The high pregnancy and abortion rates amongst sexually active youth and especially the high proportion of repeat abortions can be seen as a result of the low level of knowledge of sexual and reproductive health, contraception and HIV/AIDS, which is associated with a low risk perception of HIV, STIs, pregnancy, and abortion and low contraceptive use.
Pregnancy and abortion are major life events that are likely to cause some long lasting physical and psycho-social reactions for the women, who experienced them. This is especially true for the relatively mentally immature group of younger youth aged 15-19, who do not always possess the understanding, skills or support to deal with clinical and social consequences. Meanwhile, from the survey results it is evident that although the majority of youth consider abortion as a challenge, these considerations seem to play a limited role when dealing with the negative outcomes of unsafe sex. This implies that a ‘normalization’ process of such procedures is taking place, where abortion is considered as more of method of post-coitus contraception amongst unmarried youth in China.
Coming back to the forum, I introduced myself as core member of China Youth Network and youth champion of ASAP. I said that it was ASAP that gave me the chance to learn about the abortion issues of China in a worldwide frame. Compared with other countries, where abortion is illegal or highly restricted, China did legalize abortion long time ago and there do have a lot of service providers all over the country. Though it sounds great, we are still facing lots of serious challenges, which we discussed about during the forum.
Here are the following:
- The “normalization” of abortion as a method of contraception causes high rate of repeat abortions.
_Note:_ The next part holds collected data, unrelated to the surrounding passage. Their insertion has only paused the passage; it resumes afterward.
impl EjusticaClient {
	/// Client with default configuration and the reqwest transport.
	pub fn new() -> ScraperResult<Self> {
		Self::builder().build()
	}

	pub fn with_config(config: ClientConfig) -> ScraperResult<Self> {
		Self::builder().with_config(config).build()
	}

	pub fn builder() -> EjusticaClientBuilder {
		EjusticaClientBuilder::new()
	}

	fn from_builder(builder: EjusticaClientBuilder) -> ScraperResult<Self> {
		let EjusticaClientBuilder {
			config,
			transport,
			parser,
			authenticator,
			captcha,
			secrets,
			proxies,
			handlers,
			markers,
			router,
		} = builder;
		config.validate()?;

		let mut events = EventDispatcher::with_logging();
		for handler in handlers {
			events.register_handler(handler);
		}
		let events = Arc::new(events);

		let proxies = proxies.or_else(|| {
			(!config.proxies.is_empty()).then(|| {
				ProxyManager::from_config(config.proxies.iter().cloned(), config.enable_rotation)
			})
		});

		let transport: Arc<dyn HttpTransport> = transport
			.unwrap_or_else(|| Arc::new(ReqwestTransport::new(config.user_agent.as_str())));
		let dispatcher = Dispatcher::new(transport, events.clone())
			.with_proxies(proxies.clone())
			.with_timeout(config.timeout);

		let orchestrator = RetryOrchestrator::new(
			RetryPolicy::new(
				config.max_retries,
				BackoffPolicy::new(config.backoff_base, config.max_backoff),
			),
			CircuitBreakerRegistry::new(config.failure_threshold, config.recovery_timeout),
			Arc::new(RateLimiter::new(config.rate_limit)),
			events.clone(),
		);

		let authenticator = authenticator.unwrap_or_else(|| match config.auth_method {
			AuthMethod::Form => Arc::new(FormAuthenticator::new()) as Arc<dyn Authenticator>,
			AuthMethod::Certificate => Arc::new(CertificateAuthenticator::new()),
		});

		let router = router
			.unwrap_or_default()
			.with_base_url_override(config.base_url.clone());

		let state = ClientState {
			session: SessionCache::new(config.user_agent.as_str(), config.session_ttl),
			session_tribunal: None,
			credentials: HashMap::new(),
		};

		log::debug!(
			"client ready: auth={}, proxies={}, max_retries={}, rate_limit={:.2}s",
			authenticator.method(),
			proxies.as_ref().map(ProxyManager::len).unwrap_or_default(),
			config.max_retries,
			config.rate_limit.as_secs_f64()
		);

		Ok(Self {
			config,
			router,
			dispatcher,
			orchestrator,
			classifier: PageClassifier::new(),
			parser: parser.unwrap_or_else(|| Arc::new(LabelParser::new())),
			authenticator,
			captcha,
			secrets,
			markers,
			proxies,
			events,
			state: Mutex::new(state),
		})
	}

	pub fn config(&self) -> &ClientConfig {
		&self.config
	}

	/// Authenticates against the configured default tribunal.
	pub async fn login(&self, credentials: Credentials) -> ScraperResult<()> {
		let codigo = self.config.tribunal.clone().ok_or_else(|| {
			ScraperError::Validation("no default tribunal configured; use login_em".into())
		})?;
		self.login_em(credentials, &codigo).await
	}

	/// Authenticates against `codigo`. The credentials are kept for later
	/// re-authentication against that tribunal only.
	pub async fn login_em(&self, credentials: Credentials, codigo: &str) -> ScraperResult<()> {
		let tribunal = self
			.router
			.get(codigo)
			.ok_or_else(|| ScraperError::Validation(format!("unknown tribunal code '{codigo}'")))?;

		let mut state = self.state.lock().await;
		self.authenticate(&mut state, &tribunal, &credentials, None)
			.await?;
		state.credentials.insert(tribunal.codigo.clone(), credentials);
		Ok(())
	}

	/// Copy of the current session.
	pub async fn session(&self) -> SessionCache {
		self.state.lock().await.session.clone()
	}

	/// Drops the session; the next lookup authenticates again.
	pub async fn invalidate_session(&self) {
		let mut state = self.state.lock().await;
		state.session.invalidate();
		state.session_tribunal = None;
	}

	pub async fn buscar_processo(&self, numero: &str) -> ScraperResult<ConsultaProcesso> {
		self.consultar(numero, None, None).await
	}

	/// Lookup against an explicit tribunal code, which must agree with the
	/// tribunal encoded in the number.
	pub async fn buscar_processo_em(
		&self,
		numero: &str,
		codigo: &str,
	) -> ScraperResult<ConsultaProcesso> {
		self.consultar(numero, Some(codigo), None).await
	}

	/// Lookup that aborts the in-flight request and any pending retry when
	/// `token` is cancelled.
	pub async fn buscar_processo_cancelavel(
		&self,
		numero: &str,
		token: &CancellationToken,
	) -> ScraperResult<ConsultaProcesso> {
		self.consultar(numero, None, Some(token)).await
	}

	/// Probes the default tribunal (or `base_url`) once, without retry.
	pub async fn health_check(&self) -> HealthStatus {
		let started = Instant::now();
		let target = self.health_target();
		let outcome = match target {
			Ok((ref label, ref url)) => {
				let mut session =
					SessionCache::new(self.config.user_agent.as_str(), self.config.session_ttl);
				self.dispatcher
					.send(label, TransportRequest::get(url.clone()), &mut session)
					.await
					.and_then(ensure_transport_success)
			}
			Err(err) => Err(err),
		};
		let latency_ms = u64::try_from(started.elapsed().as_millis()).unwrap_or(u64::MAX);

		match outcome {
			Ok(response) => {
				log::debug!("health check ok: HTTP {} in {latency_ms}ms", response.status);
				HealthStatus {
					status: HealthState::Ok,
					latency_ms,
					detail: None,
				}
			}
			Err(err) => {
				log::warn!("health check failed after {latency_ms}ms: {err}");
				HealthStatus {
					status: HealthState::Error,
					latency_ms,
					detail: Some(err.to_string()),
				}
			}
		}
	}

	pub fn circuit_state(&self, codigo: &str) -> CircuitState {
		self.orchestrator
			.breakers()
			.state(&codigo.trim().to_uppercase())
	}

	pub fn proxy_stats(&self) -> HashMap<String, ProxyStats> {
		self.proxies
			.as_ref()
			.map(ProxyManager::get_stats)
			.unwrap_or_default()
	}

	fn health_target(&self) -> ScraperResult<(String, Url)> {
		if let Some(ref codigo) = self.config.tribunal {
			let tribunal = self.router.get(codigo).ok_or_else(|| {
				ScraperError::Validation(format!("unknown tribunal code '{codigo}'"))
			})?;
			return Ok((tribunal.codigo.clone(), tribunal.base_url));
		}
		match self.config.base_url {
			Some(ref url) => Ok((url.host_str().unwrap_or("base_url").to_string(), url.clone())),
			None => Err(ScraperError::Validation(
				"health check needs a default tribunal or base_url".into(),
			)),
		}
	}

	async fn consultar(
		&self,
		numero: &str,
		codigo: Option<&str>,
		cancel: Option<&CancellationToken>,
	) -> ScraperResult<ConsultaProcesso> {
		if cancel.is_some_and(CancellationToken::is_cancelled) {
			return Err(ScraperError::Cancelled);
		}

		let numero = normalizar_numero_processo(numero)?;
		let explicito = codigo.or(self.config.tribunal.as_deref());
		let tribunal = self.router.resolver(&numero, explicito)?;
		log::debug!("[{}] looking up {numero}", tribunal.codigo);

		let mut state = self.state.lock().await;
		self.ensure_session(&mut state, &tribunal, cancel).await?;

		let mut reauthenticated = false;
		loop {
			match self
				.fetch(&mut state.session, &tribunal, &numero, cancel)
				.await
			{
				Ok(html) => {
					let processo = self.parser.parse(&html, &numero, &tribunal)?;
					log::info!(
						"[{}] {numero}: {} movement(s), {} part(ies){}",
						tribunal.codigo,
						processo.movimentacoes().len(),
						processo.partes().len(),
						if processo.segredo_justica() { ", sealed" } else { "" }
					);
					return Ok(ConsultaProcesso::Encontrado(processo));
				}
				Err(ScraperError::ProcessoNaoEncontrado { numero }) => {
					log::info!("[{}] {numero} not found", tribunal.codigo);
					return Ok(ConsultaProcesso::NaoEncontrado { numero });
				}
				Err(ScraperError::SessaoExpirada { .. }) if !reauthenticated => {
					log::info!("[{}] session rejected, authenticating again", tribunal.codigo);
					state.session.invalidate();
					let credentials = self.credentials_for(&state, &tribunal)?.ok_or_else(|| {
						ScraperError::Authentication(format!(
							"{} requires login and no credentials are available",
							tribunal.codigo
						))
					})?;
					self.authenticate(&mut state, &tribunal, &credentials, cancel)
						.await?;
					reauthenticated = true;
				}
				Err(err @ ScraperError::SessaoExpirada { .. }) => {
					state.session.invalidate();
					return Err(err);
				}
				Err(err) => return Err(err),
			}
		}
	}

	/// Reuses a usable session for the same tribunal; otherwise logs in
	/// when credentials are available, or starts an anonymous session.
	async fn ensure_session(
		&self,
		state: &mut ClientState,
		tribunal: &Tribunal,
		cancel: Option<&CancellationToken>,
	) -> ScraperResult<()> {
		let same_tribunal = state.session_tribunal.as_deref() == Some(tribunal.codigo.as_str());
		if same_tribunal && state.session.is_usable() {
			return Ok(());
		}

		match self.credentials_for(state, tribunal)? {
			Some(credentials) => {
				self.authenticate(state, tribunal, &credentials, cancel)
					.await
			}
			None => {
				if !same_tribunal || !state.session.is_valid() {
					state.session =
						SessionCache::new(self.config.user_agent.as_str(), self.config.session_ttl);
					state.session_tribunal = Some(tribunal.codigo.clone());
				}
				Ok(())
			}
		}
	}

	fn credentials_for(
		&self,
		state: &ClientState,
		tribunal: &Tribunal,
	) -> ScraperResult<Option<Credentials>> {
		if let Some(credentials) = state.credentials.get(&tribunal.codigo) {
			return Ok(Some(credentials.clone()));
		}
		match self.secrets {
			Some(ref provider) => provider.credentials(&tribunal.codigo),
			None => Ok(None),
		}
	}

	async fn authenticate(
		&self,
		state: &mut ClientState,
		tribunal: &Tribunal,
		credentials: &Credentials,
		cancel: Option<&CancellationToken>,
	) -> ScraperResult<()> {
		let authenticator = self.authenticator.as_ref();
		if authenticator.method() != credentials.method() {
			return Err(ScraperError::Validation(format!(
				"{} credentials given but the client authenticates with {}",
				credentials.method(),
				authenticator.method()
			)));
		}

		let markers = self
			.markers
			.clone()
			.unwrap_or_else(|| LoginMarkers::for_sistema(tribunal.sistema));
		let ctx = AuthContext {
			dispatcher: &self.dispatcher,
			tribunal,
			markers: &markers,
			user_agent: self.config.user_agent.as_str(),
			session_ttl: self.config.session_ttl,
			captcha: self.captcha.as_deref(),
		};
		let current = state.session.clone();

		let session = self
			.orchestrator
			.execute(&tribunal.codigo, "login", cancel, |_| {
				authenticator.authenticate(&ctx, credentials, &current)
			})
			.await?;

		self.events
			.dispatch(ScraperEvent::Authenticated(AuthenticatedEvent {
				target: tribunal.codigo.clone(),
				method: authenticator.method().to_string(),
				expires_at: session.expires_at,
				timestamp: Utc::now(),
			}));

		state.session = session;
		state.session_tribunal = Some(tribunal.codigo.clone());
		Ok(())
	}

	/// One retry-orchestrated consulta request returning the process page.
	/// The session is updated only from the attempt that produced it.
	async fn fetch(
		&self,
		session: &mut SessionCache,
		tribunal: &Tribunal,
		numero: &str,
		cancel: Option<&CancellationToken>,
	) -> ScraperResult<String> {
		let url = tribunal.consulta_url(numero)?;
		let target = tribunal.codigo.as_str();
		let dispatcher = &self.dispatcher;
		let classifier = self.classifier;
		let snapshot = session.clone();

		let (html, updated) = self
			.orchestrator
			.execute(target, "buscar_processo", cancel, |_| {
				let mut working = snapshot.clone();
				let request = TransportRequest::get(url.clone());
				async move {
					let response = dispatcher.send(target, request, &mut working).await?;
					let html = classificar_resposta(classifier, target, numero, response)?;
					Ok((html, working))
				}
			})
			.await?;

		*session = updated;
		Ok(html)
	}
}

/// Maps a consulta response onto the process page. Not-found and
/// rejected-session answers surface as non-retryable errors so the breaker
/// records them; the caller turns them back into outcomes.
fn classificar_resposta(
	classifier: PageClassifier,
	target: &str,
	numero: &str,
	response: TransportResponse,
) -> ScraperResult<String> {
	let nao_encontrado = || ScraperError::ProcessoNaoEncontrado {
		numero: numero.to_string(),
	};
	let expirada = || ScraperError::SessaoExpirada {
		target: target.to_string(),
	};

	match response.status {
		404 => return Err(nao_encontrado()),
		401 | 403 => return Err(expirada()),
		_ => {}
	}
	let response = ensure_transport_success(response)?;
	let html = response.text();

	match classifier.classify(&html, numero) {
		PageKind::NaoEncontrado => Err(nao_encontrado()),
		PageKind::SessaoExpirada | PageKind::LoginRequerido => Err(expirada()),
		PageKind::Captcha => Err(ScraperError::Captcha(format!(
			"{target} answered {numero} with a captcha challenge"
		))),
		PageKind::Processo | PageKind::Desconhecido => Ok(html),
	}
}

impl std::fmt::Debug for EjusticaClient {
	fn fmt(&self, f: &mut std::fmt::Formatter<'_>) -> std::fmt::Result {
		f.debug_struct("EjusticaClient")
			.field("config", &self.config)
			.field("authenticator", &self.authenticator.method())
			.field("dispatcher", &self.dispatcher)
			.finish()
	}
}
These may not always however be safe, even though abortion is legal and available in China. Additionally, Chinese youth don’t have the awareness of injuries of repeat unsafe abortion and what constitutes a safe abortion.
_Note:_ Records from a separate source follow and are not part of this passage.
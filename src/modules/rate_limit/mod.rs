//! Minimum interval between consecutive upstream calls of one client.

use std::time::Duration;

use tokio::sync::Mutex;
use tokio::time::Instant;

/// Spaces calls at least `interval` apart, measured from the completion of
/// the previous `enforce()`.
#[derive(Debug)]
pub struct RateLimiter {
    interval: Duration,
    last_call: Mutex<Option<Instant>>,
}

impl RateLimiter {
    pub fn new(interval: Duration) -> Self {
        Self {
            interval,
            last_call: Mutex::new(None),
        }
    }

    pub fn interval(&self) -> Duration {
        self.interval
    }

    /// Suspends the caller until the interval has elapsed. Never fails.
    pub async fn enforce(&self) {
        let mut last_call = self.last_call.lock().await;
        if let Some(previous) = *last_call {
            let elapsed = previous.elapsed();
            if elapsed < self.interval {
                let wait = self.interval - elapsed;
                log::trace!("rate limiter sleeping {:.3}s", wait.as_secs_f64());
                tokio::time::sleep(wait).await;
            }
        }
        *last_call = Some(Instant::now());
    }
}

impl Default for RateLimiter {
    fn default() -> Self {
        Self::new(Duration::from_secs(1))
    }
}
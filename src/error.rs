//! Error taxonomy shared by every component.
//!
//! Components only classify outcomes into one of these variants; the retry
//! orchestrator is the single place that decides whether a variant is retried
//! or propagated.

use std::time::Duration;

use thiserror::Error;

use crate::config::ConfigError;
use crate::core::TransportError;

/// Result alias used across the crate.
pub type ScraperResult<T> = Result<T, ScraperError>;

/// Longest raw HTML excerpt attached to a [`ScraperError::Parse`].
pub const PARSE_SNIPPET_LIMIT: usize = 500;

/// Every failure the client can surface to its caller.
#[derive(Debug, Error)]
pub enum ScraperError {
    #[error("connection error: {0}")]
    Connection(String),
    #[error("rate limited by upstream (retry after {retry_after:?})")]
    RateLimit { retry_after: Option<Duration> },
    #[error("upstream server error: HTTP {status}")]
    Server { status: u16 },
    #[error("circuit breaker open for '{target}'")]
    CircuitBreakerOpen { target: String },
    #[error("authentication failed: {0}")]
    Authentication(String),
    #[error("authentication result is ambiguous: {0}")]
    AuthenticationAmbiguous(String),
    #[error("certificate authentication unavailable: {0}")]
    CertificateUnavailable(String),
    #[error("captcha challenge detected: {0}")]
    Captcha(String),
    #[error("process {numero} not found")]
    ProcessoNaoEncontrado { numero: String },
    #[error("session expired or rejected by {target}")]
    SessaoExpirada { target: String },
    #[error("validation error: {0}")]
    Validation(String),
    #[error("no tribunal mapped for process {numero}")]
    TribunalNaoDetectado { numero: String },
    #[error("unrecognised page structure: {message}")]
    Parse { message: String, snippet: String },
    #[error("configuration error: {0}")]
    Config(#[from] ConfigError),
    #[error("operation cancelled")]
    Cancelled,
}

/// Flat classification of [`ScraperError`] used for logging and events.
#[derive(Debug, Clone, Copy, PartialEq, Eq, Hash)]
pub enum ErrorKind {
    Connection,
    RateLimit,
    Server,
    CircuitBreakerOpen,
    Authentication,
    Captcha,
    NotFound,
    SessionExpired,
    Validation,
    Parse,
    Config,
    Cancelled,
}

impl ScraperError {
    pub fn kind(&self) -> ErrorKind {
        match self {
            ScraperError::Connection(_) => ErrorKind::Connection,
            ScraperError::RateLimit { .. } => ErrorKind::RateLimit,
            ScraperError::Server { .. } => ErrorKind::Server,
            ScraperError::CircuitBreakerOpen { .. } => ErrorKind::CircuitBreakerOpen,
            ScraperError::Authentication(_)
            | ScraperError::AuthenticationAmbiguous(_)
            | ScraperError::CertificateUnavailable(_) => ErrorKind::Authentication,
            ScraperError::Captcha(_) => ErrorKind::Captcha,
            ScraperError::ProcessoNaoEncontrado { .. } => ErrorKind::NotFound,
            ScraperError::SessaoExpirada { .. } => ErrorKind::SessionExpired,
            ScraperError::Validation(_) | ScraperError::TribunalNaoDetectado { .. } => {
                ErrorKind::Validation
            }
            ScraperError::Parse { .. } => ErrorKind::Parse,
            ScraperError::Config(_) => ErrorKind::Config,
            ScraperError::Cancelled => ErrorKind::Cancelled,
        }
    }

    /// Transient transport-level failures worth another attempt.
    pub fn is_retryable(&self) -> bool {
        matches!(
            self,
            ScraperError::Connection(_) | ScraperError::RateLimit { .. } | ScraperError::Server { .. }
        )
    }

    /// Builds a parse error carrying a bounded excerpt of the offending page.
    pub fn parse(message: impl Into<String>, raw: &str) -> Self {
        let snippet: String = raw.chars().take(PARSE_SNIPPET_LIMIT).collect();
        ScraperError::Parse {
            message: message.into(),
            snippet,
        }
    }
}

impl From<TransportError> for ScraperError {
    fn from(err: TransportError) -> Self {
        ScraperError::Connection(err.to_string())
    }
}

impl From<url::ParseError> for ScraperError {
    fn from(err: url::ParseError) -> Self {
        ScraperError::Validation(format!("invalid url: {err}"))
    }
}

#[cfg(test)]
mod tests {
    use super::*;

    #[test]
    fn only_transport_failures_are_retryable() {
        assert!(ScraperError::Connection("reset".into()).is_retryable());
        assert!(ScraperError::Server { status: 503 }.is_retryable());
        assert!(ScraperError::RateLimit { retry_after: None }.is_retryable());

        assert!(!ScraperError::Authentication("bad".into()).is_retryable());
        assert!(!ScraperError::Validation("bad".into()).is_retryable());
        assert!(!ScraperError::Captcha("widget".into()).is_retryable());
        assert!(!ScraperError::CircuitBreakerOpen { target: "TJGO".into() }.is_retryable());
        assert!(
            !ScraperError::ProcessoNaoEncontrado {
                numero: "x".into()
            }
            .is_retryable()
        );
    }

    #[test]
    fn parse_error_truncates_snippet() {
        let raw = "a".repeat(PARSE_SNIPPET_LIMIT * 2);
        match ScraperError::parse("no fields", &raw) {
            ScraperError::Parse { snippet, .. } => assert_eq!(snippet.len(), PARSE_SNIPPET_LIMIT),
            other => panic!("unexpected error: {other:?}"),
        }
    }

    #[test]
    fn transport_errors_become_connection_errors() {
        let err: ScraperError = TransportError::Timeout(Duration::from_secs(30)).into();
        assert_eq!(err.kind(), ErrorKind::Connection);
        assert!(err.is_retryable());
    }
}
- At the school level, most students from remote places, rather than Beijing and Shanghai, never had in-depth sex education at all. The knowledge they acquire before they come to the university is too superficial; it does little to help them protect themselves, which results in a high rate of unwanted pregnancy.
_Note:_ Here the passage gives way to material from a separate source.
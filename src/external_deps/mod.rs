//! Integrations that rely on third-party services.

pub mod captcha;

pub use captcha::{CaptchaError, CaptchaKind, CaptchaSolution, CaptchaSolver, CaptchaTask};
- The Chinese government provide the very cheap (even free) abortion service for women. However, they didn’t take young girls into consideration. All the related policies were carried out only for married women, which means that young girls could hardly get cheap or free abortion service from them.
So the forum advocated for the need for strengthened information and education about contraception, pregnancy and abortion as well increased availability of quality reproductive healthcare services that understand the specific needs of unmarried youth and, in particular, their needs for contraceptive and post-abortion counseling, which could decrease the prevalence of repeat abortions.
Besides, we also asked for the government to enact more youth friendly policies for young people to break down all the barriers to get the comprehensive sexual education and safe abortion service.